Creating Characters, Dwight Swain — great advice for beginners and for experienced writers

Techniques of the Selling Writer, Dwight Swain — teaches the bones of story structure

Story, Rober McKee — get the CD, or take his workshop, the book is so dense it’s very heavy going, but there’s a tone of great story structure basics here

Write Away: One Novelist’s Approach to Fiction and the Writing Life, Elizabeth George — Fabulous book, but will be more useful for an experienced writer to take her writing to the next step

On Writing, Stephen King — simple clear advice on keeping writing simple, clear and powerful

Self-Editing for Fiction Writers, Renni Browne & Dave King–a book I still keep right beside by desk and these days every writer needs to learn how to edit her work.

How to Write Romances, Phyllis Taylor Pianka — the basics of the genre

The Art of Fiction, John Gardener — wonderful writing about writing

One thing leads to another

One of the truely enjoyable things about the Internet is that stuff links.  Unfortunately, this is also the best way to spent lots of time on the ‘Net (not writing), but there’s a good article on Wired: “How to Get Published and Avoid Alien Bloodsuckers“.  (Blood being a touch more of a metaphore, and one only wishes they were alien, and not a pretty typical get-ahead human.)  But the good stuff is the mention of Yog’s Law, which is posted on SFF: Money Flows Toward the Writer.  This is a good thing to remember, and it is interesting that good advice often seems to come in small words.

From here you can get to SFWA’s Writing FAQs, with lots of good basic info.

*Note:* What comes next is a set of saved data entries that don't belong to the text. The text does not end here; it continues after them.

// Copyright (c) 2025 Ronan LE MEILLAT, SCTG Development
// This file is part of the rust-spectrometer project and is licensed under the
// SCTG Development Non-Commercial License v1.0 (see LICENSE.md for details).

//! Ocean Optics spectrometers through the SeaBreeze wrapper API
//!
//! Requires `libseabreeze` at link time. Every wrapper call reports its status
//! through an `int *error_code` out-parameter; zero means success.

use std::ffi::CStr;
use std::os::raw::{c_char, c_int, c_ulong};

use super::{checked_length, SpectrometerDriver};
use crate::error::DriverError;

const STRING_BUFFER_LENGTH: usize = 256;

#[link(name = "seabreeze")]
extern "C" {
    fn seabreeze_open_spectrometer(index: c_int, error_code: *mut c_int) -> c_int;
    fn seabreeze_close_spectrometer(index: c_int, error_code: *mut c_int) -> c_int;
    fn seabreeze_get_error_string(
        error_code: c_int,
        buffer: *mut c_char,
        buffer_length: c_int,
    ) -> c_int;
    fn seabreeze_get_model(
        index: c_int,
        error_code: *mut c_int,
        buffer: *mut c_char,
        buffer_length: c_int,
    ) -> c_int;
    fn seabreeze_get_serial_number(
        index: c_int,
        error_code: *mut c_int,
        buffer: *mut c_char,
        buffer_length: c_int,
    ) -> c_int;
    fn seabreeze_set_trigger_mode(index: c_int, error_code: *mut c_int, mode: c_int);
    fn seabreeze_set_integration_time_microsec(
        index: c_int,
        error_code: *mut c_int,
        integration_time_micros: c_ulong,
    );
    fn seabreeze_get_formatted_spectrum_length(index: c_int, error_code: *mut c_int) -> c_int;
    fn seabreeze_get_formatted_spectrum(
        index: c_int,
        error_code: *mut c_int,
        buffer: *mut f64,
        buffer_length: c_int,
    ) -> c_int;
    fn seabreeze_get_wavelengths(
        index: c_int,
        error_code: *mut c_int,
        wavelengths: *mut f64,
        length: c_int,
    ) -> c_int;
}

/// Driver backed by the SeaBreeze shared library.
#[derive(Debug, Default)]
pub struct SeaBreezeDriver;

impl SeaBreezeDriver {
    pub fn new() -> Self {
        Self
    }

    fn check(&self, error_code: c_int) -> Result<(), DriverError> {
        if error_code == 0 {
            Ok(())
        } else {
            Err(DriverError::new(error_code, self.describe_error(error_code)))
        }
    }

    fn read_string(
        &self,
        index: usize,
        getter: unsafe extern "C" fn(c_int, *mut c_int, *mut c_char, c_int) -> c_int,
    ) -> Result<String, DriverError> {
        let mut buffer = [0 as c_char; STRING_BUFFER_LENGTH];
        let mut error_code: c_int = 0;
        // SAFETY: the buffer outlives the call and its length is passed along
        unsafe {
            getter(
                index as c_int,
                &mut error_code,
                buffer.as_mut_ptr(),
                STRING_BUFFER_LENGTH as c_int,
            );
        }
        self.check(error_code)?;
        buffer[STRING_BUFFER_LENGTH - 1] = 0;
        // SAFETY: NUL terminated above
        let text = unsafe { CStr::from_ptr(buffer.as_ptr()) };
        Ok(text.to_string_lossy().into_owned())
    }

    fn read_doubles(
        &self,
        index: usize,
        count: usize,
        getter: unsafe extern "C" fn(c_int, *mut c_int, *mut f64, c_int) -> c_int,
    ) -> Result<Vec<f64>, DriverError> {
        let mut values = vec![0.0; count];
        let mut error_code: c_int = 0;
        // SAFETY: `values` holds exactly `count` doubles
        unsafe {
            getter(
                index as c_int,
                &mut error_code,
                values.as_mut_ptr(),
                count as c_int,
            );
        }
        self.check(error_code)?;
        Ok(values)
    }
}

impl SpectrometerDriver for SeaBreezeDriver {
    fn open(&mut self, index: usize) -> Result<(), DriverError> {
        let mut error_code: c_int = 0;
        // SAFETY: plain value arguments and a valid out-pointer
        unsafe { seabreeze_open_spectrometer(index as c_int, &mut error_code) };
        self.check(error_code)
    }

    fn close(&mut self, index: usize) -> Result<(), DriverError> {
        let mut error_code: c_int = 0;
        // SAFETY: plain value arguments and a valid out-pointer
        unsafe { seabreeze_close_spectrometer(index as c_int, &mut error_code) };
        self.check(error_code)
    }

    fn pixel_count(&mut self, index: usize) -> Result<usize, DriverError> {
        let mut error_code: c_int = 0;
        // SAFETY: plain value arguments and a valid out-pointer
        let length =
            unsafe { seabreeze_get_formatted_spectrum_length(index as c_int, &mut error_code) };
        self.check(error_code)?;
        checked_length(length)
    }

    fn wavelengths(&mut self, index: usize, count: usize) -> Result<Vec<f64>, DriverError> {
        self.read_doubles(index, count, seabreeze_get_wavelengths)
    }

    fn intensities(&mut self, index: usize, count: usize) -> Result<Vec<f64>, DriverError> {
        self.read_doubles(index, count, seabreeze_get_formatted_spectrum)
    }

    fn set_integration_time_micros(
        &mut self,
        index: usize,
        micros: u64,
    ) -> Result<(), DriverError> {
        let mut error_code: c_int = 0;
        // SAFETY: plain value arguments and a valid out-pointer
        unsafe {
            seabreeze_set_integration_time_microsec(
                index as c_int,
                &mut error_code,
                micros as c_ulong,
            )
        };
        self.check(error_code)
    }

    fn set_trigger_mode(&mut self, index: usize, mode: i32) -> Result<(), DriverError> {
        let mut error_code: c_int = 0;
        // SAFETY: plain value arguments and a valid out-pointer
        unsafe { seabreeze_set_trigger_mode(index as c_int, &mut error_code, mode as c_int) };
        self.check(error_code)
    }

    fn model(&mut self, index: usize) -> Result<String, DriverError> {
        self.read_string(index, seabreeze_get_model)
    }

    fn serial_number(&mut self, index: usize) -> Result<String, DriverError> {
        self.read_string(index, seabreeze_get_serial_number)
    }

    fn describe_error(&self, code: i32) -> String {
        let mut buffer = [0 as c_char; STRING_BUFFER_LENGTH];
        // SAFETY: the buffer outlives the call and its length is passed along
        unsafe {
            seabreeze_get_error_string(
                code as c_int,
                buffer.as_mut_ptr(),
                STRING_BUFFER_LENGTH as c_int,
            )
        };
        buffer[STRING_BUFFER_LENGTH - 1] = 0;
        // SAFETY: NUL terminated above
        unsafe { CStr::from_ptr(buffer.as_ptr()) }
            .to_string_lossy()
            .into_owned()
    }
}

Now, it amazes me with all this good info — easily Googled, another way to spend hours tripping down the WWW garden paths — that folks don’t know or find this stuff out.  Is it fear that keeps people from poking around?  Or perhaps that blank stare that often hits when all those pages and pages of possible links show up on Google (and did they ever do a study to find out just how many links they could put on that first page without really freakng someone out?).

Ypulse’s book blog is another good source of info, and links off to a list of 100 books most often found on top 100 lists.   (There’s something very circular about that reasoning, but, oh well.)  I’ve read 26 of them, which goes to show my top 100 are not here — and why are so many of these books so old?  Does this mean it takes time for a book to show up in top 100’s?  Or is it that so many of these books are on reading lists in English classes in every English speaking country, and thus get put here?  Or, is it that these lists are generated by critics, not readers, and therefore are highly suspect, just because you have to worry when someone tells you to read a book, unless that someone is a best friend who is also pushing the paperback your way.

Nevermind that, however, since I have new books found, and already treasured.  Deanna Raybourn, Silent in the Grave, and Silent in the Sanctuary, and I so want to spell her last name with an ‘e’ tucked in there (for not particular good reason, other than it feels like it ought to be there).  She’s on my top 100 (currently, I’m always hoping for a new book to come along and bump off the old).  And she has a link to cool, goth photos by Simon Marsden, (and his name is spelled as it ought to be), and I’ve already ordered as cards.  Because you really do never know what one thing will lead to another thing.